→ TASK OBJECTIVE: Copy the listing below line for line, starting at its first line and ending with the line that has "state.kv.delete(&test_key).await?;" in it. Add nothing.

→ EXTRACTED RECORDS:
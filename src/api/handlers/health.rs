//! KV connectivity probe.

use axum::extract::State;
use axum::Json;
use chrono::Utc;

use crate::api::types::HealthResponse;
use crate::server::AppState;

/// GET /api/health (also mounted at /api/blacklist/check)
///
/// Performs a put/get/delete round-trip against the store and reports
/// whether the value read back.
pub async fn health(State(state): State<AppState>) -> Json<HealthResponse> {
    let test_key = format!("connection_test_{}", Utc::now().timestamp_millis());

    let connected = async {
        state.kv.put(&test_key, "test".to_string()).await?;
        let value = state.kv.get(&test_key).await?;
        state.kv.delete(&test_key).await?;
        Ok::<_, crate::infra::StoreError>(value.as_deref() == Some("test"))
    }
    .await
    .unwrap_or(false);

    Json(HealthResponse {
        connected,
        message: if connected {
            "KV store reachable".to_string()
        } else {
            "KV store read/write test failed".to_string()
        },
    })
}
//! Operation log entries.
//!
//! Every authorization decision and mutating operation produces one
//! immutable entry, keyed in the store by a time-derived id so that a
//! prefix scan yields entries in rough chronological order.

use chrono::{DateTime, Utc};
use rand::Rng;
use serde::{Deserialize, Serialize};

/// Store key prefix for log entries.
pub const LOG_PREFIX: &str = "log:";

/// Operation types recorded in the log.
#[derive(Debug, Clone, PartialEq, Eq, Serialize, Deserialize)]
#[serde(rename_all = "snake_case")]
pub enum OperationType {
    // Blacklist
    BlacklistAdd,
    BlacklistRemove,
    BlacklistCheck,
    BlacklistGet,

    // API keys
    ApikeyCreate,
    ApikeyDelete,
    ApikeyUpdate,
    ApikeyList,
    ApiKeyVerification,

    // Auth
    Authentication,
    AuthLogin,
    AuthTokenVerify,
    PermissionCheck,

    // Logs
    LogsView,
    LogsCleanup,
    LogsClearAll,

    // System
    SystemError,

    #[serde(untagged)]
    Custom(String),
}

impl std::fmt::Display for OperationType {
    fn fmt(&self, f: &mut std::fmt::Formatter<'_>) -> std::fmt::Result {
        match self {
            OperationType::BlacklistAdd => write!(f, "blacklist_add"),
            OperationType::BlacklistRemove => write!(f, "blacklist_remove"),
            OperationType::BlacklistCheck => write!(f, "blacklist_check"),
            OperationType::BlacklistGet => write!(f, "blacklist_get"),
            OperationType::ApikeyCreate => write!(f, "apikey_create"),
            OperationType::ApikeyDelete => write!(f, "apikey_delete"),
            OperationType::ApikeyUpdate => write!(f, "apikey_update"),
            OperationType::ApikeyList => write!(f, "apikey_list"),
            OperationType::ApiKeyVerification => write!(f, "api_key_verification"),
            OperationType::Authentication => write!(f, "authentication"),
            OperationType::AuthLogin => write!(f, "auth_login"),
            OperationType::AuthTokenVerify => write!(f, "auth_token_verify"),
            OperationType::PermissionCheck => write!(f, "permission_check"),
            OperationType::LogsView => write!(f, "logs_view"),
            OperationType::LogsCleanup => write!(f, "logs_cleanup"),
            OperationType::LogsClearAll => write!(f, "logs_clear_all"),
            OperationType::SystemError => write!(f, "system_error"),
            OperationType::Custom(s) => write!(f, "{}", s),
        }
    }
}

/// Outcome recorded for an operation.
#[derive(Debug, Clone, Copy, PartialEq, Eq, Serialize, Deserialize)]
#[serde(rename_all = "snake_case")]
pub enum OperationStatus {
    Success,
    Failed,
    Pending,
    Cancelled,
    Timeout,
}

/// Error details attached to a failed entry.
#[derive(Debug, Clone, Serialize, Deserialize)]
pub struct LogErrorInfo {
    pub message: String,
    #[serde(skip_serializing_if = "Option::is_none")]
    pub code: Option<String>,
}

/// Request metadata captured alongside an entry.
#[derive(Debug, Clone, Default, Serialize, Deserialize)]
pub struct RequestMeta {
    pub method: String,
    pub path: String,
    pub ip: String,
    pub user_agent: String,
}

/// A complete, immutable log entry.
#[derive(Debug, Clone, Serialize, Deserialize)]
pub struct LogEntry {
    /// Store key, `log:<millis>_<suffix>`.
    pub id: String,
    /// Unix milliseconds.
    pub timestamp: i64,
    pub operation: OperationType,
    /// Identity that performed the operation; `"system"` when unauthenticated.
    pub operator: String,
    pub status: OperationStatus,
    pub message: String,
    #[serde(default)]
    pub details: serde_json::Value,
    #[serde(skip_serializing_if = "Option::is_none")]
    pub error: Option<LogErrorInfo>,
    #[serde(skip_serializing_if = "Option::is_none")]
    pub request: Option<RequestMeta>,
    pub formatted_time: String,
}

/// Partial entry assembled by callers; the logger fills in id and times.
#[derive(Debug, Clone)]
pub struct LogDraft {
    pub operation: OperationType,
    pub operator: String,
    pub status: OperationStatus,
    pub message: Option<String>,
    pub details: serde_json::Value,
    pub error: Option<LogErrorInfo>,
    pub request: Option<RequestMeta>,
}

impl LogDraft {
    pub fn new(operation: OperationType) -> Self {
        Self {
            operation,
            operator: "system".to_string(),
            status: OperationStatus::Success,
            message: None,
            details: serde_json::Value::Null,
            error: None,
            request: None,
        }
    }

    pub fn operator(mut self, operator: impl Into<String>) -> Self {
        self.operator = operator.into();
        self
    }

    pub fn message(mut self, message: impl Into<String>) -> Self {
        self.message = Some(message.into());
        self
    }

    pub fn details(mut self, details: serde_json::Value) -> Self {
        self.details = details;
        self
    }

    pub fn request(mut self, meta: RequestMeta) -> Self {
        self.request = Some(meta);
        self
    }

    /// Mark the draft failed with an error message.
    pub fn failed(mut self, error: impl Into<String>) -> Self {
        self.status = OperationStatus::Failed;
        self.error = Some(LogErrorInfo {
            message: error.into(),
            code: None,
        });
        self
    }

    /// Finalize into a full entry stamped with the given time.
    pub fn build_at(self, now: DateTime<Utc>) -> LogEntry {
        let timestamp = now.timestamp_millis();
        LogEntry {
            id: log_id(timestamp),
            timestamp,
            message: self
                .message
                .unwrap_or_else(|| format!("operation: {}", self.operation)),
            operation: self.operation,
            operator: self.operator,
            status: self.status,
            details: self.details,
            error: self.error,
            request: self.request,
            formatted_time: now.format("%Y-%m-%d %H:%M:%S").to_string(),
        }
    }
}

/// Build a unique log id: timestamp plus a short random suffix to avoid
/// collisions between entries written in the same millisecond.
fn log_id(timestamp_millis: i64) -> String {
    const CHARSET: &[u8] = b"0123456789abcdefghijklmnopqrstuvwxyz";
    let mut rng = rand::thread_rng();
    let suffix: String = (0..9)
        .map(|_| CHARSET[rng.gen_range(0..CHARSET.len())] as char)
        .collect();
    format!("{}{}_{}", LOG_PREFIX, timestamp_millis, suffix)
}

/// Parse the millisecond timestamp out of a log key.
pub fn timestamp_from_key(key: &str) -> Option<i64> {
    let rest = key.strip_prefix(LOG_PREFIX)?;
    let millis = rest.split('_').next()?;
    millis.parse().ok()
}
//! Request gate middleware.
//!
//! Every inbound request is classified into exactly one bucket — API-key
//! scoped, public, or token-required — and the matching credential flow
//! runs before the route handler. Each denial or grant of API-key/token
//! access writes one operation-log entry; CORS preflights and
//! default-forwarded requests write none.
//!
//! Classification precedence: API-key routes win over public routes,
//! which win over token routes. Paths matching none of the three sets
//! follow the configured default policy (allow preserves the historical
//! fail-open behavior; deny is the hardened posture).

use std::sync::Arc;

use axum::body::{Body, Bytes};
use axum::extract::{Query, Request, State};
use axum::http::request::Parts;
use axum::http::{header, HeaderMap, Method, StatusCode};
use axum::middleware::Next;
use axum::response::{IntoResponse, Response};
use chrono::Utc;
use serde::Deserialize;

use crate::domain::{LogDraft, OperationType, RequestMeta};
use crate::infra::{OperationLogger, StoreError};

use super::{
    decode, key_preview, ApiKeyRecord, ApiKeyStore, AuthError, AuthIdentity, Claims, Denial,
    Identity, Permission, RoutePolicy,
};

/// Largest request body the gate will buffer while looking for credentials.
const MAX_BUFFERED_BODY: usize = 256 * 1024;

/// What happens to paths that match none of the classification sets.
#[derive(Debug, Clone, Copy, PartialEq, Eq)]
pub enum GateDefault {
    /// Forward without authentication (historical behavior).
    Allow,
    /// Reject with 401.
    Deny,
}

/// Immutable gate configuration: the classification sets and the route
/// policy, passed in at construction rather than baked into the module.
#[derive(Debug, Clone)]
pub struct GateConfig {
    pub policy: RoutePolicy,
    pub public_paths: Vec<String>,
    pub token_paths: Vec<String>,
    pub default: GateDefault,
}

impl GateConfig {
    /// The production route sets.
    pub fn standard() -> Self {
        Self {
            policy: RoutePolicy::new(vec![
                ("/api/blacklist/check-api".to_string(), Permission::Read),
                ("/api/blacklist/check-external".to_string(), Permission::Read),
                ("/api/blacklist/get-api".to_string(), Permission::List),
                ("/api/blacklist/add-api".to_string(), Permission::Add),
                ("/api/blacklist/remove-api".to_string(), Permission::Delete),
            ]),
            public_paths: vec![
                // login issues tokens; verify reports token state in its
                // own response shape, so both validate inside the handler
                "/api/auth/login".to_string(),
                "/api/auth/verify".to_string(),
                "/api/blacklist/check".to_string(),
                "/api/health".to_string(),
            ],
            token_paths: vec![
                "/api/apikey/create".to_string(),
                "/api/apikey/list".to_string(),
                "/api/apikey/update".to_string(),
                "/api/apikey/delete".to_string(),
                "/api/blacklist/add".to_string(),
                "/api/blacklist/remove".to_string(),
                "/api/blacklist/get".to_string(),
                "/api/logs/list".to_string(),
                "/api/logs/advanced".to_string(),
                "/api/logs/cleanup".to_string(),
            ],
            default: GateDefault::Allow,
        }
    }

    pub fn with_default(mut self, default: GateDefault) -> Self {
        self.default = default;
        self
    }

    fn classify(&self, path: &str) -> RouteClass {
        if self.policy.is_scoped(path) {
            RouteClass::ApiKey
        } else if self.public_paths.iter().any(|p| p == path) {
            RouteClass::Public
        } else if self.token_paths.iter().any(|p| p == path) {
            RouteClass::Token
        } else {
            RouteClass::Unclassified
        }
    }
}

#[derive(Debug, Clone, Copy, PartialEq, Eq)]
enum RouteClass {
    ApiKey,
    Public,
    Token,
    Unclassified,
}

/// Shared state handed to the gate middleware.
#[derive(Clone)]
pub struct GateState {
    pub config: Arc<GateConfig>,
    pub keys: ApiKeyStore,
    pub token_secret: Arc<Vec<u8>>,
    pub logger: OperationLogger,
}

/// The gate middleware.
pub async fn auth_gate(State(state): State<GateState>, request: Request, next: Next) -> Response {
    // Preflights terminate in the CORS layer; anything that still gets
    // here is passed through untouched and unlogged.
    if request.method() == Method::OPTIONS {
        return next.run(request).await;
    }

    let path = request.uri().path().to_string();

    let response = match state.config.classify(&path) {
        RouteClass::Public => next.run(request).await,
        RouteClass::Unclassified => match state.config.default {
            GateDefault::Allow => next.run(request).await,
            GateDefault::Deny => {
                let meta = request_meta(request.headers(), request.method(), &path);
                state.logger.record_detached(
                    LogDraft::new(OperationType::Authentication)
                        .request(meta)
                        .failed("path requires authentication"),
                );
                rejection(StatusCode::UNAUTHORIZED, "authentication required")
            }
        },
        RouteClass::ApiKey => api_key_flow(&state, request, next, &path).await,
        RouteClass::Token => token_flow(&state, request, next, &path).await,
    };

    // Error boundary: anything that bubbled up as a 500 (including a
    // caught handler panic) is recorded as a system error.
    if response.status() == StatusCode::INTERNAL_SERVER_ERROR {
        state.logger.record_detached(
            LogDraft::new(OperationType::SystemError)
                .message(format!("internal error on {path}"))
                .failed("internal server error"),
        );
    }

    response
}

async fn api_key_flow(state: &GateState, request: Request, next: Next, path: &str) -> Response {
    let meta = request_meta(request.headers(), request.method(), path);

    let (parts, body) = match buffer_request(request).await {
        Ok(buffered) => buffered,
        Err(response) => return response,
    };

    let key = credential_from_body(&body, "key").or_else(|| key_from_query(&parts));

    let record = match verify_api_key(state, key.as_deref(), path).await {
        Ok(record) => record,
        Err(error) => {
            let operator = key.as_deref().map(key_preview);
            return deny(state, meta, operator, error);
        }
    };

    // grants are logged too
    let key = key.unwrap_or_default();
    state.logger.record_detached(
        LogDraft::new(OperationType::ApiKeyVerification)
            .operator(key_preview(&key))
            .request(meta)
            .details(serde_json::json!({"apiKey": key_preview(&key)})),
    );

    let mut request = Request::from_parts(parts, Body::from(body));
    request
        .extensions_mut()
        .insert(AuthIdentity(Identity::ApiKey { key, record }));
    next.run(request).await
}

/// Look up and authorize an API key for a scoped route.
async fn verify_api_key(
    state: &GateState,
    key: Option<&str>,
    path: &str,
) -> Result<ApiKeyRecord, AuthError> {
    let key = key.ok_or(AuthError::MissingApiKey)?;

    let record = state.keys.get(key).await.map_err(|err| match err {
        StoreError::Unavailable(_) => AuthError::StoreUnavailable,
        StoreError::NotFound(_) | StoreError::Corrupt { .. } => AuthError::InvalidApiKey,
    })?;

    state
        .config
        .policy
        .authorize(&record, path)
        .map_err(|denial| match denial {
            Denial::Expired => AuthError::ApiKeyExpired,
            Denial::MissingPermission(permission) => {
                AuthError::InsufficientPermissions(permission)
            }
            // classification guarantees the route is in the policy table
            Denial::UnknownRoute => AuthError::InvalidApiKey,
        })?;

    Ok(record)
}

async fn token_flow(state: &GateState, request: Request, next: Next, path: &str) -> Response {
    let meta = request_meta(request.headers(), request.method(), path);

    let (parts, body) = match buffer_request(request).await {
        Ok(buffered) => buffered,
        Err(response) => return response,
    };

    let token = credential_from_body(&body, "token").or_else(|| bearer_token(&parts.headers));

    let claims = match verify_token(state, token.as_deref()) {
        Ok(claims) => claims,
        Err(error) => return deny(state, meta, None, error),
    };

    state.logger.record_detached(
        LogDraft::new(OperationType::Authentication)
            .operator(&claims.sub)
            .request(meta),
    );

    let mut request = Request::from_parts(parts, Body::from(body));
    request.extensions_mut().insert(AuthIdentity(Identity::Admin {
        username: claims.sub,
        role: claims.role,
    }));
    next.run(request).await
}

/// Decode and expiry-check a bearer token.
///
/// Every decode failure collapses to `InvalidToken`: which check failed
/// is not leaked to the caller.
fn verify_token(state: &GateState, token: Option<&str>) -> Result<Claims, AuthError> {
    let token = token.ok_or(AuthError::MissingToken)?;

    let claims: Claims =
        decode(token, &state.token_secret).map_err(|_| AuthError::InvalidToken)?;

    if claims.expired_at(Utc::now().timestamp()) {
        return Err(AuthError::TokenExpired);
    }

    Ok(claims)
}

/// Log a denial and convert it to its HTTP response. Store outages skip
/// the log write (the log lives in the same store).
fn deny(state: &GateState, meta: RequestMeta, operator: Option<String>, error: AuthError) -> Response {
    let (status, operation) = match &error {
        AuthError::MissingApiKey | AuthError::InvalidApiKey | AuthError::ApiKeyExpired => {
            (StatusCode::UNAUTHORIZED, OperationType::ApiKeyVerification)
        }
        AuthError::InsufficientPermissions(_) => {
            (StatusCode::FORBIDDEN, OperationType::PermissionCheck)
        }
        AuthError::MissingToken | AuthError::InvalidToken | AuthError::TokenExpired => {
            (StatusCode::UNAUTHORIZED, OperationType::Authentication)
        }
        AuthError::StoreUnavailable => {
            return rejection(StatusCode::INTERNAL_SERVER_ERROR, &error.to_string());
        }
    };

    let message = error.to_string();
    let mut draft = LogDraft::new(operation).request(meta).failed(&message);
    if let Some(operator) = operator {
        draft = draft.operator(operator);
    }
    state.logger.record_detached(draft);

    rejection(status, &message)
}

/// Buffer the request body so the gate can inspect JSON credentials and
/// still hand the handler an intact request.
async fn buffer_request(request: Request) -> Result<(Parts, Bytes), Response> {
    let (parts, body) = request.into_parts();
    match axum::body::to_bytes(body, MAX_BUFFERED_BODY).await {
        Ok(bytes) => Ok((parts, bytes)),
        Err(_) => Err(rejection(
            StatusCode::BAD_REQUEST,
            "request body unreadable or too large",
        )),
    }
}

/// Pull a string field out of a JSON request body, if the body is JSON.
fn credential_from_body(body: &Bytes, field: &str) -> Option<String> {
    if body.is_empty() {
        return None;
    }
    let value: serde_json::Value = serde_json::from_slice(body).ok()?;
    value
        .get(field)
        .and_then(|v| v.as_str())
        .filter(|s| !s.is_empty())
        .map(str::to_string)
}

#[derive(Deserialize)]
struct CredentialQuery {
    key: Option<String>,
}

fn key_from_query(parts: &Parts) -> Option<String> {
    Query::<CredentialQuery>::try_from_uri(&parts.uri)
        .ok()
        .and_then(|q| q.0.key)
        .filter(|s| !s.is_empty())
}

fn bearer_token(headers: &HeaderMap) -> Option<String> {
    headers
        .get(header::AUTHORIZATION)
        .and_then(|v| v.to_str().ok())
        .and_then(|v| v.strip_prefix("Bearer "))
        .filter(|s| !s.is_empty())
        .map(str::to_string)
}

fn request_meta(headers: &HeaderMap, method: &Method, path: &str) -> RequestMeta {
    let header_str = |name: &str| {
        headers
            .get(name)
            .and_then(|v| v.to_str().ok())
            .map(str::to_string)
    };

    let ip = header_str("x-forwarded-for")
        .map(|v| v.split(',').next().unwrap_or("").trim().to_string())
        .filter(|v| !v.is_empty())
        .or_else(|| header_str("x-real-ip"))
        .unwrap_or_else(|| "unknown".to_string());

    RequestMeta {
        method: method.to_string(),
        path: path.to_string(),
        ip,
        user_agent: header_str("user-agent").unwrap_or_else(|| "unknown".to_string()),
    }
}

fn rejection(status: StatusCode, message: &str) -> Response {
    (
        status,
        axum::Json(serde_json::json!({
            "success": false,
            "message": message,
        })),
    )
        .into_response()
}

→ EXERCISE RESPONSE:
filename src/api/handlers/health.rs
//! KV connectivity probe.

use axum::extract::State;
use axum::Json;
use chrono::Utc;

use crate::api::types::HealthResponse;
use crate::server::AppState;

/// GET /api/health (also mounted at /api/blacklist/check)
///
/// Performs a put/get/delete round-trip against the store and reports
/// whether the value read back.
pub async fn health(State(state): State<AppState>) -> Json<HealthResponse> {
    let test_key = format!("connection_test_{}", Utc::now().timestamp_millis());

    let connected = async {
        state.kv.put(&test_key, "test".to_string()).await?;
        let value = state.kv.get(&test_key).await?;
        state.kv.delete(&test_key).await?;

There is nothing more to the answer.